**TASK**: Set down exactly each line of the entries below, beginning at the one that contains "pub fn remove_exact(&self, record: &MappingRecord)" and ending at the last, and no others.

**INPUT MATERIAL**:

⁂

use async_trait::async_trait;
use dashmap::mapref::entry::Entry;
use dashmap::DashMap;
use linkforge_core::{MappingPatch, MappingRecord, MappingSink, PersistError, ShortCode};

/// The keyed collection shared by both backends.
///
/// Every mutation goes through a single-key atomic primitive of the DashMap
/// entry API, so writers to different codes never contend on a global lock.
#[derive(Debug, Default)]
pub struct MappingIndex {
    records: DashMap<ShortCode, MappingRecord>,
}

impl MappingIndex {
    pub fn new() -> Self {
        Self::default()
    }

    pub fn with_capacity(capacity: usize) -> Self {
        Self {
            records: DashMap::with_capacity(capacity),
        }
    }

    pub fn contains(&self, code: &ShortCode) -> bool {
        self.records.contains_key(code)
    }

    pub fn get(&self, code: &ShortCode) -> Option<MappingRecord> {
        self.records.get(code).map(|entry| entry.value().clone())
    }

    pub fn len(&self) -> usize {
        self.records.len()
    }

    pub fn is_empty(&self) -> bool {
        self.records.is_empty()
    }

    /// Inserts `record` unless its code is already bound. Returns whether it was inserted.
    pub fn insert_if_absent(&self, record: &MappingRecord) -> bool {
        match self.records.entry(record.short_code.clone()) {
            Entry::Occupied(_) => false,
            Entry::Vacant(slot) => {
                slot.insert(record.clone());
                true
            }
        }
    }

    /// Applies `patch` under the entry lock. Returns `(previous, updated)`.
    pub fn update(
        &self,
        code: &ShortCode,
        patch: &MappingPatch,
    ) -> Option<(MappingRecord, MappingRecord)> {
        let mut entry = self.records.get_mut(code)?;
        let previous = entry.value().clone();
        let updated = previous.patched(patch);
        *entry.value_mut() = updated.clone();
        Some((previous, updated))
    }

    pub fn remove(&self, code: &ShortCode) -> Option<MappingRecord> {
        self.records.remove(code).map(|(_, record)| record)
    }

    /// Removes `record` only if the slot still holds exactly it.
    pub fn remove_exact(&self, record: &MappingRecord) -> bool {
        self.records
            .remove_if(&record.short_code, |_, current| current == record)
            .is_some()
    }

    /// Puts `previous` back if the slot still holds `expected`.
    pub fn revert(&self, expected: &MappingRecord, previous: MappingRecord) -> bool {
        match self.records.get_mut(&expected.short_code) {
            Some(mut entry) if entry.value() == expected => {
                *entry.value_mut() = previous;
                true
            }
            _ => false,
        }
    }

    /// Copies every record out of the map.
    ///
    /// Each key is visited once, so a concurrent write can never duplicate or
    /// tear a record in the returned snapshot.
    pub fn snapshot(&self) -> Vec<MappingRecord> {
        self.records
            .iter()
            .map(|entry| entry.value().clone())
            .collect()
    }
}

#[async_trait]
impl MappingSink for MappingIndex {
    fn contains(&self, code: &ShortCode) -> bool {
        MappingIndex::contains(self, code)
    }

    async fn persist(&self, record: &MappingRecord) -> Result<(), PersistError> {
        if self.insert_if_absent(record) {
            Ok(())
        } else {
            Err(PersistError::Occupied)
        }
    }
}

⁂

**WRITTEN RESPONSE**:
    pub fn remove_exact(&self, record: &MappingRecord) -> bool {
        self.records
            .remove_if(&record.short_code, |_, current| current == record)
            .is_some()
    }

    /// Puts `previous` back if the slot still holds `expected`.
    pub fn revert(&self, expected: &MappingRecord, previous: MappingRecord) -> bool {
        match self.records.get_mut(&expected.short_code) {
            Some(mut entry) if entry.value() == expected => {
                *entry.value_mut() = previous;
                true
            }
            _ => false,
        }
    }

    /// Copies every record out of the map.
    ///
    /// Each key is visited once, so a concurrent write can never duplicate or
    /// tear a record in the returned snapshot.
    pub fn snapshot(&self) -> Vec<MappingRecord> {
        self.records
            .iter()
            .map(|entry| entry.value().clone())
            .collect()
    }
}

#[async_trait]
impl MappingSink for MappingIndex {
    fn contains(&self, code: &ShortCode) -> bool {
        MappingIndex::contains(self, code)
    }

    async fn persist(&self, record: &MappingRecord) -> Result<(), PersistError> {
        if self.insert_if_absent(record) {
            Ok(())
        } else {
            Err(PersistError::Occupied)
        }
    }
}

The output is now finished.